Problem statement →
Find how many lines of the entries contain the word "rest", then report that figure alone.

Data records

Segment Open

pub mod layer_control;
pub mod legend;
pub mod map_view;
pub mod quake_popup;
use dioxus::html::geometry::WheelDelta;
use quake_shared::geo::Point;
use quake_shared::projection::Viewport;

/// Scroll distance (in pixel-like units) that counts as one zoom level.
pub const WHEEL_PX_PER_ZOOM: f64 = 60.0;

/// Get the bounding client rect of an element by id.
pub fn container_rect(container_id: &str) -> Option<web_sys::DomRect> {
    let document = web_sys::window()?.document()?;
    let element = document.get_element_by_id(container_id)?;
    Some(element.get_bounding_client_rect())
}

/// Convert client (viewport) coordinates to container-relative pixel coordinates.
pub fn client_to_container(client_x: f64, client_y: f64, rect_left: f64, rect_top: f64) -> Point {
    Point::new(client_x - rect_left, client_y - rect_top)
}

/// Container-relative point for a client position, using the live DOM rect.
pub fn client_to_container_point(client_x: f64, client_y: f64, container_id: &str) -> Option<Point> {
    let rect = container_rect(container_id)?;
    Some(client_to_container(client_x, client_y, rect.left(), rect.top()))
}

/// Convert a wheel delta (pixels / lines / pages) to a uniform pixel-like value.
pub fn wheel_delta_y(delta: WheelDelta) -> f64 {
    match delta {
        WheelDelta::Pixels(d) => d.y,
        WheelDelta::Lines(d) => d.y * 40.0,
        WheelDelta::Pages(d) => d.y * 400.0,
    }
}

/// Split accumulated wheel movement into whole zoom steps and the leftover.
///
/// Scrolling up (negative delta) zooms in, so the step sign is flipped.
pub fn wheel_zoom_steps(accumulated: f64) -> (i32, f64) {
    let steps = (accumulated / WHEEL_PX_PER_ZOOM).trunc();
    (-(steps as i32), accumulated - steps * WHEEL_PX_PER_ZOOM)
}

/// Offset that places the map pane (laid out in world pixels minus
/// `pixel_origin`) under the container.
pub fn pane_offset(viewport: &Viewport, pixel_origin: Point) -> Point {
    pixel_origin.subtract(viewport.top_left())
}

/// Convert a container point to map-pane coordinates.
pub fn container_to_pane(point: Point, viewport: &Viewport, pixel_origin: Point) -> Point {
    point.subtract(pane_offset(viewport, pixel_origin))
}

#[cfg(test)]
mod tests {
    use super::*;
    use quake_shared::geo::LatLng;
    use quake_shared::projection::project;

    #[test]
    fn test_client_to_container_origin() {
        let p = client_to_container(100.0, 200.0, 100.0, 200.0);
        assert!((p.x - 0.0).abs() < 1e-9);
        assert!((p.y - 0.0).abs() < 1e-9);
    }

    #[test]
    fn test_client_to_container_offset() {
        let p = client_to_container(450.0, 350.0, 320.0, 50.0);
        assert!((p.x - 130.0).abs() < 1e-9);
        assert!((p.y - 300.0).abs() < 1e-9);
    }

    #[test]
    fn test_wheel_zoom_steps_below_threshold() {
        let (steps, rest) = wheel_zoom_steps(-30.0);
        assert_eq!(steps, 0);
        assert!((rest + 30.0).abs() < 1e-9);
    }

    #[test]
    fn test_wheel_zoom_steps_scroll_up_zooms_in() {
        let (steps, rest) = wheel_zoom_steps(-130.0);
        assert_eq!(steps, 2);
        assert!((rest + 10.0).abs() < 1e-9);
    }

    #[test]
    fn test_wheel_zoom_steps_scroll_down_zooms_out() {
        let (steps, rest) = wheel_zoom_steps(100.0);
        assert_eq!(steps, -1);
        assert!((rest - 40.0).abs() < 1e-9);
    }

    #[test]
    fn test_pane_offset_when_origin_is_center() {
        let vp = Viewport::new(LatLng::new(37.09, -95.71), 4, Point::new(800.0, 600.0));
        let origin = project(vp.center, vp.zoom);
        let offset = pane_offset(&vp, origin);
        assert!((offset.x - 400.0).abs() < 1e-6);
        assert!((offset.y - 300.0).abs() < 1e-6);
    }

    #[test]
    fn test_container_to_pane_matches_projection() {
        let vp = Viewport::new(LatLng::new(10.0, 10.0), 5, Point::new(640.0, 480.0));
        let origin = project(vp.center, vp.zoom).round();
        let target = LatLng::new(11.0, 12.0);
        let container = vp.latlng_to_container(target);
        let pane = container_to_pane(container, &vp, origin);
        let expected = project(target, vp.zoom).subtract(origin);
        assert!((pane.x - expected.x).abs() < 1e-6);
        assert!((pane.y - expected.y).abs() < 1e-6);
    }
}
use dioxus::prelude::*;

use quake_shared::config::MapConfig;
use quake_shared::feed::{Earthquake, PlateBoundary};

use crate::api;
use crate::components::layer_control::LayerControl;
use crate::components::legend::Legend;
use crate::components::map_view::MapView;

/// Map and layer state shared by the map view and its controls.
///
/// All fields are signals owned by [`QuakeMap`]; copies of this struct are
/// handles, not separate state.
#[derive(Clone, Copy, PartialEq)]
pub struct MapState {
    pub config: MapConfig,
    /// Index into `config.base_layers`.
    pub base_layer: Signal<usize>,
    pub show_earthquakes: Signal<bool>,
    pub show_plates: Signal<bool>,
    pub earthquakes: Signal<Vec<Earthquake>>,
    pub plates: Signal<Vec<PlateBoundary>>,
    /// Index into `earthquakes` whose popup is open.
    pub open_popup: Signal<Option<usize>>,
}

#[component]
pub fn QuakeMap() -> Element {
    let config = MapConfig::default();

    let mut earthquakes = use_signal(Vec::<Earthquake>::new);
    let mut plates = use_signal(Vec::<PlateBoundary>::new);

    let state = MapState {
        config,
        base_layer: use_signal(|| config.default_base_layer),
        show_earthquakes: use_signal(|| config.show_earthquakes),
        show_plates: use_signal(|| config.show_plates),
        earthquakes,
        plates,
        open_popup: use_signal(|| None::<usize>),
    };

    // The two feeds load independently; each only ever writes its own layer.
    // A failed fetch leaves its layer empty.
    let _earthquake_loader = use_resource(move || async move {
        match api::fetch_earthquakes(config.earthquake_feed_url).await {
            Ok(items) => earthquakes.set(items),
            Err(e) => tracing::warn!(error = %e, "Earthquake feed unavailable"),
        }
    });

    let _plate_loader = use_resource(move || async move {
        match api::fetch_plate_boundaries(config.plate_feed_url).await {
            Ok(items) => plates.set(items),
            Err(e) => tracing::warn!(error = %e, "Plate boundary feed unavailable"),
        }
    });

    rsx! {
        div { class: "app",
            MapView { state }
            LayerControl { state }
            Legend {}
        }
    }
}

Segment Closed

Output →
6